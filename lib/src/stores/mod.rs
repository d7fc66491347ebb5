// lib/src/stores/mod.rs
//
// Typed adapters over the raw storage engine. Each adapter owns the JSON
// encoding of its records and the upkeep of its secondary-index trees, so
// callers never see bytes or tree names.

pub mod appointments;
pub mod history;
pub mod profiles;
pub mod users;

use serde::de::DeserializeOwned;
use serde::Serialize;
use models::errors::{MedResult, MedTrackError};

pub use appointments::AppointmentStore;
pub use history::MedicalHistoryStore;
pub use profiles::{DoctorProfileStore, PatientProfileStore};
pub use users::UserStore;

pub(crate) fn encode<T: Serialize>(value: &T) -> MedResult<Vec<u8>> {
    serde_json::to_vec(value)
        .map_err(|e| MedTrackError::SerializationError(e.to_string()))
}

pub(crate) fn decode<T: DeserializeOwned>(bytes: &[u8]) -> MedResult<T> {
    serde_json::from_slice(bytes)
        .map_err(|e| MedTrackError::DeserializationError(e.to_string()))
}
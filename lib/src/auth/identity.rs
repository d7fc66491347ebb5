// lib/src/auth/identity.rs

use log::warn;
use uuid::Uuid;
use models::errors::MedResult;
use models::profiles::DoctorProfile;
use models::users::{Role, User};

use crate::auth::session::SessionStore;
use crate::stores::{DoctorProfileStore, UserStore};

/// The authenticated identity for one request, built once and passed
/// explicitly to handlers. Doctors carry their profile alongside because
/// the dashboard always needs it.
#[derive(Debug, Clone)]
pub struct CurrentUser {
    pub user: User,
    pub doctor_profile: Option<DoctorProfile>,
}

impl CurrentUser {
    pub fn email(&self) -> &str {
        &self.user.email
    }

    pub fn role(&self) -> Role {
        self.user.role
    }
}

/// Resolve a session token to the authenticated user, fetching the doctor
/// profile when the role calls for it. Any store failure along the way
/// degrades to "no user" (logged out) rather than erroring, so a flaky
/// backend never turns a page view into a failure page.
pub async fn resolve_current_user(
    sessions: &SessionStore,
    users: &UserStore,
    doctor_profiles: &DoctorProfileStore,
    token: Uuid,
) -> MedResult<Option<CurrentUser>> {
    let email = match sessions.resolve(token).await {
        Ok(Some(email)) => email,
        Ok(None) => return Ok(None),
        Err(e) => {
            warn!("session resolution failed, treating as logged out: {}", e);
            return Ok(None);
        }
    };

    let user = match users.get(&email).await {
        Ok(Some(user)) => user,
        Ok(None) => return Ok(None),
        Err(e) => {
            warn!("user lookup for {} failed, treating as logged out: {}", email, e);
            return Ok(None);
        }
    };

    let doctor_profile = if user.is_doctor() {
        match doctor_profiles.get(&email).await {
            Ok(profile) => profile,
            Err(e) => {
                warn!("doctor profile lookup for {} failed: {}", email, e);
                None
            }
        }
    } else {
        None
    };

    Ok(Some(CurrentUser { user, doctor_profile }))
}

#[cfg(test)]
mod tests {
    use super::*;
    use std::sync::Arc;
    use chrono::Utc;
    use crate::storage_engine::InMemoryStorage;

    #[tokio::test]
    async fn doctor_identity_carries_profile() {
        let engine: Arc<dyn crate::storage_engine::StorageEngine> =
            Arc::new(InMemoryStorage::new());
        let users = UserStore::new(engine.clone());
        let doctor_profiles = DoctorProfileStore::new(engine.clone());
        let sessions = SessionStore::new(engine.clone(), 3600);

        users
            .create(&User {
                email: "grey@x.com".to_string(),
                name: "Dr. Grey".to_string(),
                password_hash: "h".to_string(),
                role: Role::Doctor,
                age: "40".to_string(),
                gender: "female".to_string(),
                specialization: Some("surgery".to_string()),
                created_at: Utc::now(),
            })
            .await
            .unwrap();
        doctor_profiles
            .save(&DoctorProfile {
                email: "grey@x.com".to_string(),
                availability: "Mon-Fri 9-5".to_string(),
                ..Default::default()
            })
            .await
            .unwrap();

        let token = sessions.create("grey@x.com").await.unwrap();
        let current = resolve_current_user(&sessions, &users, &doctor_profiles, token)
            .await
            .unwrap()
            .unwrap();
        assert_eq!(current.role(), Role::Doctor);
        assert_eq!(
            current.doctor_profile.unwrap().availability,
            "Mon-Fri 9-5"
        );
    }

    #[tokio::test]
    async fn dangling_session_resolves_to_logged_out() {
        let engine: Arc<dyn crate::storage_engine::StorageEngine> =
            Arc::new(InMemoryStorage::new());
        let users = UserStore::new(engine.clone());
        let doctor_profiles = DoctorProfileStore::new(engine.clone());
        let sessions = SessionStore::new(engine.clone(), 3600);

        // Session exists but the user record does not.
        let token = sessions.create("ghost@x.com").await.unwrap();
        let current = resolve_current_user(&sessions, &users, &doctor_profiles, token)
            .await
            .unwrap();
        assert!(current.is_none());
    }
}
========================================================================
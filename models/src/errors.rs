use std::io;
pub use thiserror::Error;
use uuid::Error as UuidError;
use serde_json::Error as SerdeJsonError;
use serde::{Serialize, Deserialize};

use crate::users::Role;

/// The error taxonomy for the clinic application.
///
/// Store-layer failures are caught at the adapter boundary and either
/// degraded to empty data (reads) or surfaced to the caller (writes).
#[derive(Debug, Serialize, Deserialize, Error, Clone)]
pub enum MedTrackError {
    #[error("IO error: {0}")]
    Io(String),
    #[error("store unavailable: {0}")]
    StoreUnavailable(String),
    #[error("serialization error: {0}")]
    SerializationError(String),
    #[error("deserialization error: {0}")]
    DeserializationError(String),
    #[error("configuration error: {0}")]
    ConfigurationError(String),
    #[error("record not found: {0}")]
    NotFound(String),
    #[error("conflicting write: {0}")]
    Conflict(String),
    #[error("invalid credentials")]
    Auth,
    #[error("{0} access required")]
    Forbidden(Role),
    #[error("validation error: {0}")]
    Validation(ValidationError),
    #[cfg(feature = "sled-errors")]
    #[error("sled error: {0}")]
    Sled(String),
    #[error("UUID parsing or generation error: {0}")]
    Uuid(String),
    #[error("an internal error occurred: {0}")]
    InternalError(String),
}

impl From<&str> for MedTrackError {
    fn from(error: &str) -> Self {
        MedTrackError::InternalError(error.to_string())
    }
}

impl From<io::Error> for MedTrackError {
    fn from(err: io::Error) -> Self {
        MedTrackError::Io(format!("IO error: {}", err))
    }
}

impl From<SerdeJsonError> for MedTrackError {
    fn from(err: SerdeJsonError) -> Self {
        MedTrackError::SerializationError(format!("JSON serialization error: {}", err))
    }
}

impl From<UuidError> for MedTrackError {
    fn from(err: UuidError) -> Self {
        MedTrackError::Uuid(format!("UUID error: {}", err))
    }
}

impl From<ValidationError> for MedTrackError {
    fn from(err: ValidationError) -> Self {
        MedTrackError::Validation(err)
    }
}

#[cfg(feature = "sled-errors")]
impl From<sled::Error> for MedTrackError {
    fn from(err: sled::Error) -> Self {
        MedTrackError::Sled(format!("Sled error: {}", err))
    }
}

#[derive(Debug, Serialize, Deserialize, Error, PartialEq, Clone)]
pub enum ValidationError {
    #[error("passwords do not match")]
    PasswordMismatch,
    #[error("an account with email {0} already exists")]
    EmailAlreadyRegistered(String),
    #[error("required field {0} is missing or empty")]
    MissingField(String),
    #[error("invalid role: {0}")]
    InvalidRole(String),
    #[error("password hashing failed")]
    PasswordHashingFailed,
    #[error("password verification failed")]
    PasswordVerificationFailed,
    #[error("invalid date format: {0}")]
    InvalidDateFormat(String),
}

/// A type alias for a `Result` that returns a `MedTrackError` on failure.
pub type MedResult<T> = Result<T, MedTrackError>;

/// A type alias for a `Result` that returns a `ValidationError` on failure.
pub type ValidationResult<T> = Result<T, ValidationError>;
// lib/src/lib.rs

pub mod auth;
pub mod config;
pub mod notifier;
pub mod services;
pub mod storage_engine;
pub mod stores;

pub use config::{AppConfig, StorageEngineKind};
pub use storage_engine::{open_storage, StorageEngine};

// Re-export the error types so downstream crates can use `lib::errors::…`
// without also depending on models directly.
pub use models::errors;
========================================================================
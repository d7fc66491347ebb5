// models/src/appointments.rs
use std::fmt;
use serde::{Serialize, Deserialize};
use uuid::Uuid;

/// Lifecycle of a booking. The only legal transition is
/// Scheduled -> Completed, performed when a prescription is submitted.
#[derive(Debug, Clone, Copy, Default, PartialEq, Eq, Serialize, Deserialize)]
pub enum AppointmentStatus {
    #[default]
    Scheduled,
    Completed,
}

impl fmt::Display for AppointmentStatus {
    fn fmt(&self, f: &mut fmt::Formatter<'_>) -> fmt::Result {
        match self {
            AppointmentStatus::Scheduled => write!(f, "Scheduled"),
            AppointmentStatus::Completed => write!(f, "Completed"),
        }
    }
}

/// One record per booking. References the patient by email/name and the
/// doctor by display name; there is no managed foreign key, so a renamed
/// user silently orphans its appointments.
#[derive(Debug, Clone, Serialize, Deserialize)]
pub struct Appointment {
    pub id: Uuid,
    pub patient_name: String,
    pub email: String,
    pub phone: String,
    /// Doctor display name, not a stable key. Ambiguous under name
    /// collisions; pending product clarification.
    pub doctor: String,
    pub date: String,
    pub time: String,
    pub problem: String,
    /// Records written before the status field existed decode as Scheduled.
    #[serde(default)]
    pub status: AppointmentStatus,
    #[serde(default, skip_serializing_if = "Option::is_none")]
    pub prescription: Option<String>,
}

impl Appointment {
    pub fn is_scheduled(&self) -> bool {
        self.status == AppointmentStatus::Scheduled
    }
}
========================================================================
> [What you will do] The lines to extract from the data above begin with the line containing "filename lib/src/stores/mod.rs" and end with the line containing "pub use history::MedicalHistoryStore;". Extract them exactly, including both.

> [Answer area]
filename lib/src/stores/mod.rs
repository d7fc66491347ebb5
// lib/src/stores/mod.rs
//
// Typed adapters over the raw storage engine. Each adapter owns the JSON
// encoding of its records and the upkeep of its secondary-index trees, so
// callers never see bytes or tree names.

pub mod appointments;
pub mod history;
pub mod profiles;
pub mod users;

use serde::de::DeserializeOwned;
use serde::Serialize;
use models::errors::{MedResult, MedTrackError};

pub use appointments::AppointmentStore;
pub use history::MedicalHistoryStore;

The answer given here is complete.